Penser par le milieu, c’est parler de soi, mais sans égocentrisme. C4 gravite dans une certaine classe moyenne – que ce soit par son lectorat comme par ses rédacteurs-trices. La rubrique « 5 du mois difficile » déconstruit l’hypothèse d’une appartenance à la classe moyenne sur simple base du revenu et raconte les errements de ce groupe social informe désormais en contact quasi permanent avec une forme de précarité particulière. Sans doute est-ce la raison pour laquelle le dossier sur « la crise » témoignait d’un soupçon de distance – prérogative de ceux qui n’ont pas attendu 2008 pour s’intéresser au plan B.

Durant toute cette année, nous avons continué de croire que les déplacements finalement décisifs mais d’abord microscopiques commencent dans le quotidien – et par le tâtonnement. Et nous les avons suivis sans imposer d’

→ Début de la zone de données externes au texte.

//! The operator-built script: prescript/log/postscript line regions.

use crate::LogEntry;

pub const PRESCRIPT_START: &str = ";prescript_start";
pub const PRESCRIPT_END: &str = ";prescript_end";
pub const POSTSCRIPT_START: &str = ";postscript_start";
pub const POSTSCRIPT_END: &str = ";postscript_end";

#[derive(Debug, Clone, Copy, PartialEq, Eq)]
enum Region {
    Prescript,
    Log,
    Postscript,
}

/// Ordered, mutable script text. The prescript and postscript regions
/// serialize only while enabled; log lines are always written, unmarked,
/// between them.
///
/// The insertion cursor, when set, makes the next written entry replace
/// the line at that index instead of appending; it is cleared after each
/// use.
#[derive(Debug, Clone, Default, PartialEq, Eq)]
pub struct ScriptDocument {
    prescript: Vec<String>,
    log: Vec<String>,
    postscript: Vec<String>,
    prescript_enabled: bool,
    postscript_enabled: bool,
    cursor: Option<usize>,
}

impl ScriptDocument {
    pub fn new() -> Self {
        Self::default()
    }

    pub fn set_prescript(&mut self, lines: Vec<String>, enabled: bool) {
        self.prescript = lines;
        self.prescript_enabled = enabled;
    }

    pub fn set_postscript(&mut self, lines: Vec<String>, enabled: bool) {
        self.postscript = lines;
        self.postscript_enabled = enabled;
    }

    pub fn prescript_lines(&self) -> &[String] {
        &self.prescript
    }

    pub fn log_lines(&self) -> &[String] {
        &self.log
    }

    pub fn postscript_lines(&self) -> &[String] {
        &self.postscript
    }

    pub fn prescript_enabled(&self) -> bool {
        self.prescript_enabled
    }

    pub fn postscript_enabled(&self) -> bool {
        self.postscript_enabled
    }

    pub fn log_len(&self) -> usize {
        self.log.len()
    }

    pub fn cursor(&self) -> Option<usize> {
        self.cursor
    }

    /// Arm the replace-at-index cursor, or disarm with `None`.
    pub fn set_cursor(&mut self, index: Option<usize>) {
        self.cursor = index;
    }

    pub fn append(&mut self, entry: LogEntry) {
        self.log.push(entry.into_string());
    }

    /// Insert a raw line into the log region, clamping to the end.
    pub fn insert_at(&mut self, index: usize, line: impl Into<String>) {
        let index = index.min(self.log.len());
        self.log.insert(index, line.into());
    }

    pub fn remove_at(&mut self, index: usize) -> Option<String> {
        if index < self.log.len() {
            Some(self.log.remove(index))
        } else {
            None
        }
    }

    /// Atomic replace: insert at `index` and drop the line that moved
    /// down, leaving the region length unchanged.
    pub fn replace_at(&mut self, index: usize, entry: LogEntry) {
        if index < self.log.len() {
            self.log.insert(index, entry.into_string());
            self.log.remove(index + 1);
        } else {
            self.log.push(entry.into_string());
        }
    }

    pub fn clear_log(&mut self) {
        self.log.clear();
        self.cursor = None;
    }

    /// Write one composed entry: replace at the armed cursor (cleared
    /// after use, out-of-range falls back to append) or append.
    pub fn write(&mut self, entry: LogEntry) {
        match self.cursor.take() {
            Some(index) => self.replace_at(index, entry),
            None => self.append(entry),
        }
    }

    /// Render the whole document, bracketing enabled regions with the
    /// literal markers. Every line is newline-terminated.
    pub fn serialize(&self) -> String {
        let mut out = String::new();
        let mut push = |line: &str| {
            out.push_str(line);
            out.push('\n');
        };
        if self.prescript_enabled {
            push(PRESCRIPT_START);
            for l in &self.prescript {
                push(l);
            }
            push(PRESCRIPT_END);
        }
        for l in &self.log {
            push(l);
        }
        if self.postscript_enabled {
            push(POSTSCRIPT_START);
            for l in &self.postscript {
                push(l);
            }
            push(POSTSCRIPT_END);
        }
        out
    }

    /// Tolerant inverse of `serialize`: one forward scan, classifying
    /// each line by marker state, defaulting to the log region. A
    /// missing end marker keeps classifying lines into the last opened
    /// region; this never errors. Seeing a start marker enables that
    /// region so a serialize/load round trip is exact.
    pub fn load(text: &str) -> Self {
        let mut doc = Self::new();
        let mut region = Region::Log;
        for line in text.lines() {
            match line {
                PRESCRIPT_START => {
                    region = Region::Prescript;
                    doc.prescript_enabled = true;
                }
                PRESCRIPT_END | POSTSCRIPT_END => region = Region::Log,
                POSTSCRIPT_START => {
                    region = Region::Postscript;
                    doc.postscript_enabled = true;
                }
                _ => match region {
                    Region::Prescript => doc.prescript.push(line.to_string()),
                    Region::Log => doc.log.push(line.to_string()),
                    Region::Postscript => doc.postscript.push(line.to_string()),
                },
            }
        }
        doc
    }
}

#[cfg(test)]
mod tests {
    use super::*;

    fn doc_with_all_regions() -> ScriptDocument {
        let mut doc = ScriptDocument::new();
        doc.set_prescript(vec!["G21".into(), "G90".into()], true);
        doc.set_postscript(vec!["M2".into()], true);
        doc.append(LogEntry::new("G0 X0.0 Y0.0"));
        doc.append(LogEntry::new("G1 X1.0 Y1.0 F30"));
        doc
    }

    #[test]
    fn serialize_brackets_enabled_regions() {
        let doc = doc_with_all_regions();
        let text = doc.serialize();
        assert_eq!(
            text,
            ";prescript_start\nG21\nG90\n;prescript_end\nG0 X0.0 Y0.0\nG1 X1.0 Y1.0 F30\n;postscript_start\nM2\n;postscript_end\n"
        );
    }

    #[test]
    fn round_trip_preserves_document() {
        let doc = doc_with_all_regions();
        let loaded = ScriptDocument::load(&doc.serialize());
        assert_eq!(loaded, doc);
    }

    #[test]
    fn disabled_regions_are_omitted_from_serialization() {
        let mut doc = ScriptDocument::new();
        doc.set_prescript(vec!["G21".into()], false);
        doc.append(LogEntry::new("G0 X0.0"));
        assert_eq!(doc.serialize(), "G0 X0.0\n");
    }

    #[test]
    fn unterminated_prescript_keeps_classifying_into_it() {
        let text = ";prescript_start\nG21\nG90\nG0 X0.0\n";
        let doc = ScriptDocument::load(text);
        assert_eq!(doc.prescript_lines(), ["G21", "G90", "G0 X0.0"]);
        assert!(doc.log_lines().is_empty());
    }

    #[test]
    fn stray_end_marker_is_harmless() {
        let text = ";prescript_end\nG0 X0.0\n";
        let doc = ScriptDocument::load(text);
        assert_eq!(doc.log_lines(), ["G0 X0.0"]);
    }

    #[test]
    fn write_with_cursor_replaces_exactly_one_line() {
        let mut doc = doc_with_all_regions();
        let before = doc.log_len();
        doc.set_cursor(Some(0));
        doc.write(LogEntry::new("G1 X9.0 Y9.0 F30"));
        assert_eq!(doc.log_len(), before);
        assert_eq!(doc.log_lines()[0], "G1 X9.0 Y9.0 F30");
        assert_eq!(doc.log_lines()[1], "G1 X1.0 Y1.0 F30");
        assert_eq!(doc.cursor(), None, "cursor clears after use");
    }

    #[test]
    fn out_of_range_cursor_falls_back_to_append() {
        let mut doc = ScriptDocument::new();
        doc.append(LogEntry::new("a"));
        doc.set_cursor(Some(10));
        doc.write(LogEntry::new("b"));
        assert_eq!(doc.log_lines(), ["a", "b"]);
    }

    #[test]
    fn insert_and_remove_edit_the_log_region() {
        let mut doc = ScriptDocument::new();
        doc.append(LogEntry::new("one"));
        doc.append(LogEntry::new("three"));
        doc.insert_at(1, "two");
        assert_eq!(doc.log_lines(), ["one", "two", "three"]);
        assert_eq!(doc.remove_at(0).as_deref(), Some("one"));
        assert_eq!(doc.remove_at(99), None);
    }
}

exigence de cohérence, sans succomber à la culture de la clarté que nous laissons aux experts de tout poil. Mais plutôt en essayant de cultiver le paradoxe comme source féconde de connaissances – et le contraste comme style démocratique. Du coup, il a pu nous arriver d’anticiper l’agenda thématique des mass médias. Ce n’est pas que nous soyons intelligents, nous sommes juste résolument méthodiques : l’exploration du quotidien nous conduit là où ça se passe….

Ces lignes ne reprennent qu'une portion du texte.